--- Task details ---
Among the lines of the material below, count those holding "Ordering". Report the number by itself.

--- Working data ---
-- -- --

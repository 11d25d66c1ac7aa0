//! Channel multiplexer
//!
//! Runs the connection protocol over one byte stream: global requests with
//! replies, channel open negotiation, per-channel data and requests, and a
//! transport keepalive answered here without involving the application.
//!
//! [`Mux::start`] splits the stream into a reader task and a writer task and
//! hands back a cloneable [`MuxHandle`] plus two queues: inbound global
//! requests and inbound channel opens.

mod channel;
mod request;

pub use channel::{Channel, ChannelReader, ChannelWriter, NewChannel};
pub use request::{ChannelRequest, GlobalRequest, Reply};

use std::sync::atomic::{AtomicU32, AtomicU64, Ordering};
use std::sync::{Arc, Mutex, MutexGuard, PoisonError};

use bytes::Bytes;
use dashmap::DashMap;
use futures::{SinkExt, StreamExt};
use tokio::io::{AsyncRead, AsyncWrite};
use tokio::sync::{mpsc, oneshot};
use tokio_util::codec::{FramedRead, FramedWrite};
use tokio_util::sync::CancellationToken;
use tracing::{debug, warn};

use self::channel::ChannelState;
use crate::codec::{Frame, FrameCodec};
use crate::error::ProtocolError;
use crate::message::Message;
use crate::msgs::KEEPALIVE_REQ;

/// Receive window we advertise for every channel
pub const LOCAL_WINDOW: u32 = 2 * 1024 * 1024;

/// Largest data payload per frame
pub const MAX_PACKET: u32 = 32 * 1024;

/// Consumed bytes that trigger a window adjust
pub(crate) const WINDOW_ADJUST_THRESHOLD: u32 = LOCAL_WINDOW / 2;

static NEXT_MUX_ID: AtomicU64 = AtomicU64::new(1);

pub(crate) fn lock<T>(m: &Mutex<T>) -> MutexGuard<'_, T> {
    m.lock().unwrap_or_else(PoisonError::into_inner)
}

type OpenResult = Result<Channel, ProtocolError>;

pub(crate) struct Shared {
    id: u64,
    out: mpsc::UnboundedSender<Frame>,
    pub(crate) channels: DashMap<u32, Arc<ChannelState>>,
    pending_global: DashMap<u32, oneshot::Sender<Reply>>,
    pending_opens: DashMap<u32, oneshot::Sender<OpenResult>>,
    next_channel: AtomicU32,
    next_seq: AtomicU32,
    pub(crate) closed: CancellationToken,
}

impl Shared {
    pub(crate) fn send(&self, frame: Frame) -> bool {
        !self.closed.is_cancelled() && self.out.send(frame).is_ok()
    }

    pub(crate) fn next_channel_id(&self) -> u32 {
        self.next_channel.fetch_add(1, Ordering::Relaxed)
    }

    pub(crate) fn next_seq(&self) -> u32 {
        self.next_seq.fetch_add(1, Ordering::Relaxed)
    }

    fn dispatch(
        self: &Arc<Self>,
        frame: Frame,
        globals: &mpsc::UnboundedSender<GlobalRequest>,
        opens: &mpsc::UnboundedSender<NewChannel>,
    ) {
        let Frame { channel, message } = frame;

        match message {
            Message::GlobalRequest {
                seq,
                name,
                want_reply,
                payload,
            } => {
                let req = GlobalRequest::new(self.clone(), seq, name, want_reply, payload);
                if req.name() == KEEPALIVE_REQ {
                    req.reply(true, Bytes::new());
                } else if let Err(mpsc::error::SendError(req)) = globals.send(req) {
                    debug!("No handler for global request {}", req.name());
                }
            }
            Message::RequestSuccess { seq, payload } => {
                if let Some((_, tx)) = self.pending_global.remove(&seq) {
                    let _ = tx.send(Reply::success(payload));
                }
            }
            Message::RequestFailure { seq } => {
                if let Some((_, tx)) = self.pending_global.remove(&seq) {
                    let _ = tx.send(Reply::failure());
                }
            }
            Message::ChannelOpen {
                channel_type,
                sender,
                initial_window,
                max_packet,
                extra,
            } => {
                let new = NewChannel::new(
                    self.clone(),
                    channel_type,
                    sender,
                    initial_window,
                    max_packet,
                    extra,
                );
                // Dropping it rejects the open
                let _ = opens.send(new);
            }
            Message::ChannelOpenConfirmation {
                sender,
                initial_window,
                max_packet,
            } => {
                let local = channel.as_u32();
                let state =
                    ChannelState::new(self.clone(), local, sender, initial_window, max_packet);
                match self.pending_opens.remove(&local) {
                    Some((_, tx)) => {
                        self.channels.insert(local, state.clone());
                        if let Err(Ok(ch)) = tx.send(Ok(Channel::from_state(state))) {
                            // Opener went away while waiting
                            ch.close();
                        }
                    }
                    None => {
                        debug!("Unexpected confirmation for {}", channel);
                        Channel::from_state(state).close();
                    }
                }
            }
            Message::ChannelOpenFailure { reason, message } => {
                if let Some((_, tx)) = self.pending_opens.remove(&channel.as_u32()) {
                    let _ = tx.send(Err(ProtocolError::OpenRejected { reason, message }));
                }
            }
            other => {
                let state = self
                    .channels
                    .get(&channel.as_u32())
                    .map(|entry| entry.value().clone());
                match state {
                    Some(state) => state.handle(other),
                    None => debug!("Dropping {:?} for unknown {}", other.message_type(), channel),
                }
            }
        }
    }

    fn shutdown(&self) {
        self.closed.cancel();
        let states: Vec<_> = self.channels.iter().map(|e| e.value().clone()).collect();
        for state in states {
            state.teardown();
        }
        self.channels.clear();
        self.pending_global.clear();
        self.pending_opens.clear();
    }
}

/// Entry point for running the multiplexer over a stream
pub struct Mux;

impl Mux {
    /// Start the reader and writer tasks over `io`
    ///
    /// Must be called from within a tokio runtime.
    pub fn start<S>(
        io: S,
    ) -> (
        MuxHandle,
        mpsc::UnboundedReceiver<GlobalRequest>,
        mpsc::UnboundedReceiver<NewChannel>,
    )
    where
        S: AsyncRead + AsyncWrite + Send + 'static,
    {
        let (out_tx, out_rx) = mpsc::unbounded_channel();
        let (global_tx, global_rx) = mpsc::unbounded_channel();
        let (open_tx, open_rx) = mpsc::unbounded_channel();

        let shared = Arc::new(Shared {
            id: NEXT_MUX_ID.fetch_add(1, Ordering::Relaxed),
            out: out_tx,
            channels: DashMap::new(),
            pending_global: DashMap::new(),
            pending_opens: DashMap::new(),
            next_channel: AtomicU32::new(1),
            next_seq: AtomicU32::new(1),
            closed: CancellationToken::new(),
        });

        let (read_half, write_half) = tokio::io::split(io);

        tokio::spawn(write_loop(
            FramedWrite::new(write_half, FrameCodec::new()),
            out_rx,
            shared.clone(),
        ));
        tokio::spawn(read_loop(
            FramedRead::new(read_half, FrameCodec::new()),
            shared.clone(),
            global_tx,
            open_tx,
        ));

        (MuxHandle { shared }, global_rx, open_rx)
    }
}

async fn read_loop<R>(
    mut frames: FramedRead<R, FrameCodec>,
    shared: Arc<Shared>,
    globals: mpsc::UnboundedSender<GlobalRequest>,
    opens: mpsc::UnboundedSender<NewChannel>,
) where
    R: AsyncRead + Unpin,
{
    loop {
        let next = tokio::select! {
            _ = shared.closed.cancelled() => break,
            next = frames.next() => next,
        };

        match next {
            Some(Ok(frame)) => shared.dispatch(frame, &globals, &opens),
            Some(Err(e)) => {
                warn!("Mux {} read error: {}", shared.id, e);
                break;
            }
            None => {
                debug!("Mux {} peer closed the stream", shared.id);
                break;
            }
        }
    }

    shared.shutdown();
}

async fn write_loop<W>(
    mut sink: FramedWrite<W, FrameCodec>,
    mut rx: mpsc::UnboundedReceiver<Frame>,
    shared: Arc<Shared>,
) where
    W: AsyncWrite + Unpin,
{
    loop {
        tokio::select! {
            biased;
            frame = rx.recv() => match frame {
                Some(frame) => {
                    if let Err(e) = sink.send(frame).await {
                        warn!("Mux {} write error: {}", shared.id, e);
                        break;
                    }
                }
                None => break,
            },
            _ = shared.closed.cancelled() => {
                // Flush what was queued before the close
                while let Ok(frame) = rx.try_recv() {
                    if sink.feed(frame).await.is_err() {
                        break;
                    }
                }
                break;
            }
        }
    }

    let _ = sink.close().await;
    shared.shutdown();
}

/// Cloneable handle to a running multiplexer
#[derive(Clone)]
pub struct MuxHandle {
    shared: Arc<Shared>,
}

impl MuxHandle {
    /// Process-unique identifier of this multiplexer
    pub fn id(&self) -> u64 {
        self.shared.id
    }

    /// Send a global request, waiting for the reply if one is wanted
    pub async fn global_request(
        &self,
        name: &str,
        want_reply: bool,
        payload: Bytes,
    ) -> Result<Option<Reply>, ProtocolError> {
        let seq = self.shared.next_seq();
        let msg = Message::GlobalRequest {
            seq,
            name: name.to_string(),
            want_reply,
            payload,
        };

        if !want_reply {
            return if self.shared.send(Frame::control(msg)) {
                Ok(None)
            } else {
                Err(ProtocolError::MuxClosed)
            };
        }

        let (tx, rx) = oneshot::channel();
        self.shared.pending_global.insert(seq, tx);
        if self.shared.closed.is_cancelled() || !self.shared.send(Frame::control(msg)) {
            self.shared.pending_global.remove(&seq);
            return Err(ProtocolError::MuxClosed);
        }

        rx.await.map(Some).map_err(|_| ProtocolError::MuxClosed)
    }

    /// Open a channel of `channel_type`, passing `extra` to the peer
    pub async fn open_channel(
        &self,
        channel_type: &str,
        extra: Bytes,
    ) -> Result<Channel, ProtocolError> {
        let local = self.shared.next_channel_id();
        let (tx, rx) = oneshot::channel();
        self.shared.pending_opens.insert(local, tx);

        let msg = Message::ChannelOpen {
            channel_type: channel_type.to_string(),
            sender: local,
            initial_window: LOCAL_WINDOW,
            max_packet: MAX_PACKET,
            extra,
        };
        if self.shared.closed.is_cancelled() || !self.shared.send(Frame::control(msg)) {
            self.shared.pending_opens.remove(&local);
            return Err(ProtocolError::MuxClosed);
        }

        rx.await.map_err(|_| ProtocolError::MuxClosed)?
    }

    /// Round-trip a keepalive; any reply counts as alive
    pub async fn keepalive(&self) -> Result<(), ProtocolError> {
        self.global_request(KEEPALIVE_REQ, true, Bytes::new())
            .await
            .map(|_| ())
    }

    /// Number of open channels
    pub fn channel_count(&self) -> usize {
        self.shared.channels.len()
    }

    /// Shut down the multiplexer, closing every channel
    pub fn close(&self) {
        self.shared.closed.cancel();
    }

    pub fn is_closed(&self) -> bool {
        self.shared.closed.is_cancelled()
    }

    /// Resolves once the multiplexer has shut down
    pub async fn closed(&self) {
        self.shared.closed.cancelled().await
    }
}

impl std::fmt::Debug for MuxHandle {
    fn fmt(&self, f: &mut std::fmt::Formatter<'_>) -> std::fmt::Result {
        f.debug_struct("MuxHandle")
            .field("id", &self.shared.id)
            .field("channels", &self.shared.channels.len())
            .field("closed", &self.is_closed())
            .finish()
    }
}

-- -- --

--- Answer ---
4